Task to carry out: Nothing but a number should be given: how many lines of the records include "impl"?

Start of Block

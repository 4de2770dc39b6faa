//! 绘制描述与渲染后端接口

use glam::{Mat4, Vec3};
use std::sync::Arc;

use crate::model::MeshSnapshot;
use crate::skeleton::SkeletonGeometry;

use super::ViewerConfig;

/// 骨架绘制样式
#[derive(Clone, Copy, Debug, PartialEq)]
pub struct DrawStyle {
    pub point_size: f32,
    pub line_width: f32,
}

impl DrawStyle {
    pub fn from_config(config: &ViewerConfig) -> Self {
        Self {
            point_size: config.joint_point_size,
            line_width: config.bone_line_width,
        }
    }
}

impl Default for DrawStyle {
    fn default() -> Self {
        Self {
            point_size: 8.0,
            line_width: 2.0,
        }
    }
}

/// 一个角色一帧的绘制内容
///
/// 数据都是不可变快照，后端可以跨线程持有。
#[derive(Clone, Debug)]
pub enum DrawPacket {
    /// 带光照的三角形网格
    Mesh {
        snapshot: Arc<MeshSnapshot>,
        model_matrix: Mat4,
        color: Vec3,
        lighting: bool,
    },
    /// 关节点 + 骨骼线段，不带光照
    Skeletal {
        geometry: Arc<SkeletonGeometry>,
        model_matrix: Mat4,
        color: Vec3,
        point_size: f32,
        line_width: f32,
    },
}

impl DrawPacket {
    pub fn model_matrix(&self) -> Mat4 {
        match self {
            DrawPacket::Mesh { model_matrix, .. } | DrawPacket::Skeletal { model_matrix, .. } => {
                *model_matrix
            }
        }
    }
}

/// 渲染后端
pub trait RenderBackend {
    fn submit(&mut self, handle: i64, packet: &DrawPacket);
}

End of Block

Exercise response: 3